▶ [Assignment]:
Word for word, restate the lines from the start of the data below through the line containing "use std::path::Path;".

- - -

//! Spreadsheet sheets for the order export
//!
//! The workbook has two sheets, `Orders` and `Order Product`, each starting
//! with a fixed header row. Sheets are written in constant-memory mode: rows
//! go to disk as they are appended, so a sheet must be finished before the
//! next one starts. A sheet that reaches the row limit continues on a new
//! sheet with the same header, named `Orders (2)`, `Orders (3)` and so on.

use std::path::Path;

use rust_xlsxwriter::{Format, Workbook};

use crate::error::OrderResult;
use crate::models::{LineItem, Order, OrderNumber};

pub const ORDERS_SHEET: &str = "Orders";
pub const LINE_ITEMS_SHEET: &str = "Order Product";

pub const ORDERS_HEADER: [&str; 4] = [
    "Order Number",
    "Customer Name",
    "Order Date",
    "Grand Total",
];
pub const LINE_ITEMS_HEADER: [&str; 5] = [
    "Order Number",
    "Product Name",
    "Quantity",
    "Price",
    "Subtotal",
];

/// Rows an xlsx worksheet can hold, header included
pub const MAX_SHEET_ROWS: u32 = 1_048_576;

/// Date format used in the Orders sheet
const ORDER_DATE_FORMAT: &str = "%d-%m-%Y";

/// Workbook being streamed to disk
pub struct ExportWorkbook {
    workbook: Workbook,
    bold: Format,
    amount: Format,
    sheets: usize,
    rows_per_sheet: u32,
}

impl ExportWorkbook {
    pub fn new() -> Self {
        Self {
            workbook: Workbook::new(),
            bold: Format::new().set_bold(),
            amount: Format::new().set_num_format("0.00"),
            sheets: 0,
            rows_per_sheet: MAX_SHEET_ROWS,
        }
    }

    /// Start a continuation sheet after this many rows, header included
    pub fn with_rows_per_sheet(mut self, rows: u32) -> Self {
        self.rows_per_sheet = rows.clamp(2, MAX_SHEET_ROWS);
        self
    }

    /// Sheet for order headers
    pub fn orders(&mut self) -> OrderResult<SheetWriter<'_>> {
        SheetWriter::start(self, ORDERS_SHEET, &ORDERS_HEADER)
    }

    /// Sheet for line items
    pub fn line_items(&mut self) -> OrderResult<SheetWriter<'_>> {
        SheetWriter::start(self, LINE_ITEMS_SHEET, &LINE_ITEMS_HEADER)
    }

    /// Write the finished workbook to `path`
    pub fn save(mut self, path: &Path) -> OrderResult<()> {
        self.workbook.save(path)?;
        Ok(())
    }

    fn add_sheet(&mut self, name: &str, header: &[&str]) -> OrderResult<usize> {
        let sheet = self.workbook.add_worksheet_with_constant_memory();
        sheet.set_name(name)?;
        for (col, title) in (0u16..).zip(header) {
            sheet.write_string_with_format(0, col, *title, &self.bold)?;
        }

        self.sheets += 1;
        Ok(self.sheets - 1)
    }
}

impl Default for ExportWorkbook {
    fn default() -> Self {
        Self::new()
    }
}

/// One logical sheet being filled row by row
pub struct SheetWriter<'w> {
    book: &'w mut ExportWorkbook,
    name: &'static str,
    header: &'static [&'static str],
    index: usize,
    parts: usize,
    next_row: u32,
    data_rows: usize,
}

impl<'w> SheetWriter<'w> {
    fn start(
        book: &'w mut ExportWorkbook,
        name: &'static str,
        header: &'static [&'static str],
    ) -> OrderResult<Self> {
        let index = book.add_sheet(name, header)?;
        Ok(Self {
            book,
            name,
            header,
            index,
            parts: 1,
            next_row: 1,
            data_rows: 0,
        })
    }

    /// Data rows written so far, not counting headers
    pub fn data_rows(&self) -> usize {
        self.data_rows
    }

    /// Worksheets used so far, continuation sheets included
    pub fn sheet_count(&self) -> usize {
        self.parts
    }

    pub fn append_order(&mut self, order: &Order) -> OrderResult<()> {
        let row = self.claim_row()?;
        let book = &mut *self.book;
        let sheet = book.workbook.worksheet_from_index(self.index)?;

        sheet.write_string(row, 0, order.order_no.to_string())?;
        sheet.write_string(row, 1, &order.customer_name)?;
        sheet.write_string(row, 2, order.order_date.format(ORDER_DATE_FORMAT).to_string())?;
        sheet.write_number_with_format(row, 3, order.grand_total.to_decimal(), &book.amount)?;
        Ok(())
    }

    pub fn append_line_item(
        &mut self,
        order_no: &OrderNumber,
        item: &LineItem,
    ) -> OrderResult<()> {
        let row = self.claim_row()?;
        let book = &mut *self.book;
        let sheet = book.workbook.worksheet_from_index(self.index)?;

        sheet.write_string(row, 0, order_no.to_string())?;
        sheet.write_string(row, 1, &item.product_name)?;
        sheet.write_number(row, 2, f64::from(item.qty))?;
        sheet.write_number_with_format(row, 3, item.price.to_decimal(), &book.amount)?;
        sheet.write_number_with_format(row, 4, item.subtotal.to_decimal(), &book.amount)?;
        Ok(())
    }

    /// Next free row, moving to a continuation sheet when this one is full
    fn claim_row(&mut self) -> OrderResult<u32> {
        if self.next_row >= self.book.rows_per_sheet {
            self.parts += 1;
            let name = format!("{} ({})", self.name, self.parts);
            self.index = self.book.add_sheet(&name, self.header)?;
            self.next_row = 1;
        }

        let row = self.next_row;
        self.next_row += 1;
        self.data_rows += 1;
        Ok(row)
    }
}

#[cfg(test)]
mod tests {
    use super::*;
    use crate::models::{LineItemDraft, LineItemId, Money, NewOrder, OrderId};
    use calamine::{open_workbook, Data, Reader, Xlsx};
    use chrono::NaiveDate;
    use tempfile::TempDir;

    fn order(id: u64, sequence: u16) -> Order {
        let date = NaiveDate::from_ymd_opt(2024, 5, 1).unwrap();
        let mut order = Order::new(
            OrderId::from_raw(id),
            NewOrder {
                order_no: OrderNumber::new(date, sequence).unwrap(),
                customer_name: "Acme".into(),
                order_date: date,
            },
        );
        order.grand_total = Money::from_cents(2100);
        order
    }

    #[test]
    fn test_sheets_round_trip_through_reader() {
        let temp_dir = TempDir::new().unwrap();
        let path = temp_dir.path().join("export.xlsx");
        let order = order(1, 1);
        let draft = LineItemDraft::new("Widget", 2, Money::from_cents(1050)).unwrap();
        let item = LineItem::new(LineItemId::from_raw(1), order.id, &draft);

        let mut book = ExportWorkbook::new();
        let mut orders = book.orders().unwrap();
        orders.append_order(&order).unwrap();
        assert_eq!(orders.data_rows(), 1);
        let mut items = book.line_items().unwrap();
        items.append_line_item(&order.order_no, &item).unwrap();
        book.save(&path).unwrap();

        let mut workbook: Xlsx<_> = open_workbook(&path).unwrap();
        assert_eq!(workbook.sheet_names(), vec![ORDERS_SHEET, LINE_ITEMS_SHEET]);

        let range = workbook.worksheet_range(ORDERS_SHEET).unwrap();
        assert_eq!(range.height(), 2);
        assert_eq!(range.get((0, 0)), Some(&Data::String("Order Number".into())));
        assert_eq!(range.get((1, 0)), Some(&Data::String("INV202405010001".into())));
        assert_eq!(range.get((1, 2)), Some(&Data::String("01-05-2024".into())));
        assert_eq!(range.get((1, 3)), Some(&Data::Float(21.0)));

        let range = workbook.worksheet_range(LINE_ITEMS_SHEET).unwrap();
        assert_eq!(range.get((1, 1)), Some(&Data::String("Widget".into())));
        assert_eq!(range.get((1, 2)), Some(&Data::Float(2.0)));
        assert_eq!(range.get((1, 3)), Some(&Data::Float(10.5)));
    }

    #[test]
    fn test_full_sheet_continues_on_a_new_one() {
        let temp_dir = TempDir::new().unwrap();
        let path = temp_dir.path().join("export.xlsx");

        let mut book = ExportWorkbook::new().with_rows_per_sheet(3);
        let mut orders = book.orders().unwrap();
        for n in 1..=5 {
            orders.append_order(&order(n, n as u16)).unwrap();
        }
        assert_eq!(orders.data_rows(), 5);
        assert_eq!(orders.sheet_count(), 3);
        book.line_items().unwrap();
        book.save(&path).unwrap();

        let mut workbook: Xlsx<_> = open_workbook(&path).unwrap();
        assert_eq!(
            workbook.sheet_names(),
            vec!["Orders", "Orders (2)", "Orders (3)", "Order Product"]
        );
        let range = workbook.worksheet_range("Orders (2)").unwrap();
        assert_eq!(range.height(), 3);
        assert_eq!(range.get((0, 1)), Some(&Data::String("Customer Name".into())));
        assert_eq!(range.get((1, 0)), Some(&Data::String("INV202405010003".into())));
        assert_eq!(workbook.worksheet_range("Orders (3)").unwrap().height(), 2);
    }
}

- - -

▶ [Task result]:
//! Spreadsheet sheets for the order export
//!
//! The workbook has two sheets, `Orders` and `Order Product`, each starting
//! with a fixed header row. Sheets are written in constant-memory mode: rows
//! go to disk as they are appended, so a sheet must be finished before the
//! next one starts. A sheet that reaches the row limit continues on a new
//! sheet with the same header, named `Orders (2)`, `Orders (3)` and so on.

use std::path::Path;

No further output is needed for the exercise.